2016-01-04 Florian Weimer <fweimer@redhat.com>
* manual/memory.texi (Variable Size Automatic): Document
interaction between alloca and variable length arrays. Mention
function inlining. Remove obsolete warning about alloca in
function parameter lists.
(Advantages of Alloca): Note that alloca is async-signal-safe.
Mention C++ exceptions and lack of length checking in open2.
(Disadvantages of Alloca): Clarify consequences of the lack of
error checking. Do no mention the non-existing alloca emulation.
(GNU C Variable-Size Arrays): Switch terminology from GNU C
variable-sized arrays to ISO C varliable length arrays. Mention
security aspect and aliasing violations. Clarify loop behavior.
Remove NB, now part of the alloca documentation.
* manual/string.texi (Copying Strings and Arrays): Add warning
about alloca and length checking to strdupa. Drop restriction to
GNU CC.
(Truncating Strings): Add warning to strndupa. Drop restriction
to GNU CC.
@@ -2745,10 +2745,24 @@ The function @code{alloca} supports a kind of half-dynamic allocation in
which blocks are allocated dynamically but freed automatically.
Allocating a block with @code{alloca} is an explicit action; you can
-allocate as many blocks as you wish, and compute the size at run time. But
-all the blocks are freed when you exit the function that @code{alloca} was
-called from, just as if they were automatic variables declared in that
-function. There is no way to free the space explicitly.
+allocate as many blocks as you wish, and compute the size at run time.

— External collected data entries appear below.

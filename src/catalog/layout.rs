//! Layout axes.
//!
//! The three basic-mode axes are small (three entries each) because they are
//! all drawn from one seed by bit shifting. The advanced-mode axes each get
//! their own seed or seed sum and can afford larger catalogs.

// ============================================================================
// Basic Layout
// ============================================================================

style_axis! {
    /// Hero section arrangement in basic mode.
    HeroStyle: "hero style" {
        Centered => "centered",
        LeftAligned => "left-aligned",
        Split => "split",
    }
}

style_axis! {
    /// Card corner treatment in basic mode.
    CardStyle: "card style" {
        Rounded => "rounded",
        Sharp => "sharp",
        Minimal => "minimal",
    }
}

style_axis! {
    /// Call-to-action button shape in basic mode.
    CtaStyle: "cta style" {
        Pill => "pill",
        Square => "square",
        Rounded => "rounded",
    }
}

// ============================================================================
// Advanced Layout
// ============================================================================

style_axis! {
    /// Hero section structure.
    HeroVariant: "hero variant" {
        Centered => "centered",
        SplitLeft => "split-left",
        SplitRight => "split-right",
        Diagonal => "diagonal",
        Wave => "wave",
        GradientMesh => "gradient-mesh",
        CardOverlay => "card-overlay",
        Minimal => "minimal",
    }
}

style_axis! {
    /// Arrangement of card collections.
    CardLayout: "card layout" {
        Grid3 => "grid-3",
        Grid2 => "grid-2",
        Grid4 => "grid-4",
        Masonry => "masonry",
        Carousel => "carousel",
        Accordion => "accordion",
        List => "list",
        Alternating => "alternating",
    }
}

style_axis! {
    NavStyle: "nav style" {
        Standard => "standard",
        CenteredLogo => "centered-logo",
        Minimal => "minimal",
        Transparent => "transparent",
        Dark => "dark",
        Floating => "floating",
    }
}

style_axis! {
    FooterStyle: "footer style" {
        Mega => "mega",
        Simple => "simple",
        Minimal => "minimal",
        Centered => "centered",
        Dark => "dark",
        Gradient => "gradient",
    }
}

style_axis! {
    /// Multiplier applied to the base spacing unit.
    SpacingScale: "spacing scale" {
        Compact => "compact",
        Balanced => "balanced",
        Generous => "generous",
        Dramatic => "dramatic",
    }
}

style_axis! {
    AnimationStyle: "animation style" {
        None => "none",
        Subtle => "subtle",
        Moderate => "moderate",
        Playful => "playful",
    }
}

style_axis! {
    BorderRadius: "border radius" {
        None => "none",
        Small => "small",
        Medium => "medium",
        Large => "large",
        Full => "full",
    }
}

style_axis! {
    /// Box shadow intensity. `Colored` tints the shadow with the primary colour.
    ShadowStyle: "shadow style" {
        None => "none",
        Subtle => "subtle",
        Medium => "medium",
        Strong => "strong",
        Colored => "colored",
    }
}

style_axis! {
    /// Decorative page background.
    BackgroundPattern: "background pattern" {
        None => "none",
        Dots => "dots",
        Grid => "grid",
        Waves => "waves",
        GradientMesh => "gradient-mesh",
        Noise => "noise",
    }
}

style_axis! {
    /// Where the primary call to action is placed on the page.
    CtaPlacement: "cta placement" {
        Inline => "inline",
        Floating => "floating",
        Sidebar => "sidebar",
        BottomBar => "bottom-bar",
        ModalTrigger => "modal-trigger",
    }
}

style_axis! {
    /// Multiplier applied to the base type scale.
    TypographyScale: "typography scale" {
        Compact => "compact",
        Standard => "standard",
        Large => "large",
        Dramatic => "dramatic",
    }
}

style_axis! {
    ImageStyle: "image style" {
        Rounded => "rounded",
        Sharp => "sharp",
        Circular => "circular",
        Masked => "masked",
        Shadowed => "shadowed",
    }
}

style_axis! {
    ButtonStyle: "button style" {
        Solid => "solid",
        Outline => "outline",
        Ghost => "ghost",
        Gradient => "gradient",
        ThreeD => "3d",
        Glow => "glow",
    }
}
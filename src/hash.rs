//! Seed hashing.
//!
//! Every catalog selection starts from a 32-bit seed derived from a string.
//! The hash operates on UTF-16 code units. Seeds of already-deployed sites
//! were assigned over UTF-16, so hashing UTF-8 bytes would reassign them.
//!
//! # Algorithm
//!
//! 1. Start with `5381`.
//! 2. For each code unit: `acc = acc * 33 ^ unit` (wrapping, 32-bit).
//! 3. Avalanche: `acc ^= acc >> 16; acc *= 0x85ebca6b; acc ^= acc >> 13`.
//! 4. Reinterpret as signed and take the absolute value.
//!
//! The result is always in `0..=2^31`, so it is directly usable as an index
//! once reduced modulo a catalog length.
//!
//! # Example
//!
//! ```
//! use design_dna::hash::{hash_reversed, hash_str};
//!
//! assert_eq!(hash_str("example.com"), 1_119_674_576);
//! assert_eq!(hash_reversed("example.com"), hash_str("moc.elpmaxe"));
//! ```

/// Initial accumulator value.
pub const SEED_BASIS: u32 = 5381;

const AVALANCHE_MULTIPLIER: u32 = 0x85eb_ca6b;

/// Hashes a string by its UTF-16 code units.
pub fn hash_str(text: &str) -> u32 {
    hash_units(text.encode_utf16())
}

/// Hashes the concatenation of `parts` without allocating it.
pub fn hash_concat(parts: &[&str]) -> u32 {
    hash_units(parts.iter().flat_map(|part| part.encode_utf16()))
}

/// Hashes the code-unit reversal of `text`.
///
/// Reversal is per UTF-16 code unit, so surrogate pairs are split and
/// swapped. Deployed seeds depend on this.
pub fn hash_reversed(text: &str) -> u32 {
    hash_units(reversed_units(text))
}

/// Hashes an arbitrary sequence of UTF-16 code units.
pub fn hash_units(units: impl IntoIterator<Item = u16>) -> u32 {
    let mut acc = SEED_BASIS;
    for unit in units {
        acc = acc.wrapping_mul(33) ^ u32::from(unit);
    }

    acc ^= acc >> 16;
    acc = acc.wrapping_mul(AVALANCHE_MULTIPLIER);
    acc ^= acc >> 13;

    (acc as i32).unsigned_abs()
}

/// Returns the UTF-16 code units of `text` in reverse order.
pub fn reversed_units(text: &str) -> impl Iterator<Item = u16> {
    let units: Vec<u16> = text.encode_utf16().collect();
    units.into_iter().rev()
}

+Memory allocated this way is freed automatically, at some point after
+the scope which contains the @code{alloca} call is left:
+
+@itemize @bullet
+@item
+@cindex variable length arrays
+If the scope calling @code{alloca} contains an variable length array, or
+is nested in such a scope, then the object allocated with @code{alloca}
+is deallocated when the closest enclosing scope which defines a
+variable length array is left.
+
+@item
+If no enclosing scope with a variable length array exist, the allocated
+object is deallocated when the function is exited, either normally or
+abnormally (for example, by throwing a C++ exception). The life time of
+such objects is not extended by function inlining.
+@end itemize
The prototype for @code{alloca} is in @file{stdlib.h}. This function is
a BSD extension.
@@ -2762,21 +2776,11 @@ The return value of @code{alloca} is the address of a block of @var{size}
bytes of memory, allocated in the stack frame of the calling function.
@end deftypefun
-Do not use @code{alloca} inside the arguments of a function call---you
-will get unpredictable results, because the stack space for the
-@code{alloca} would appear on the stack in the middle of the space for
-the function arguments. An example of what to avoid is @code{foo (x,
-alloca (4), y)}.
-@c This might get fixed in future versions of GCC, but that won't make
-@c it safe with compilers generally.
-
@menu
* Alloca Example:: Example of using @code{alloca}.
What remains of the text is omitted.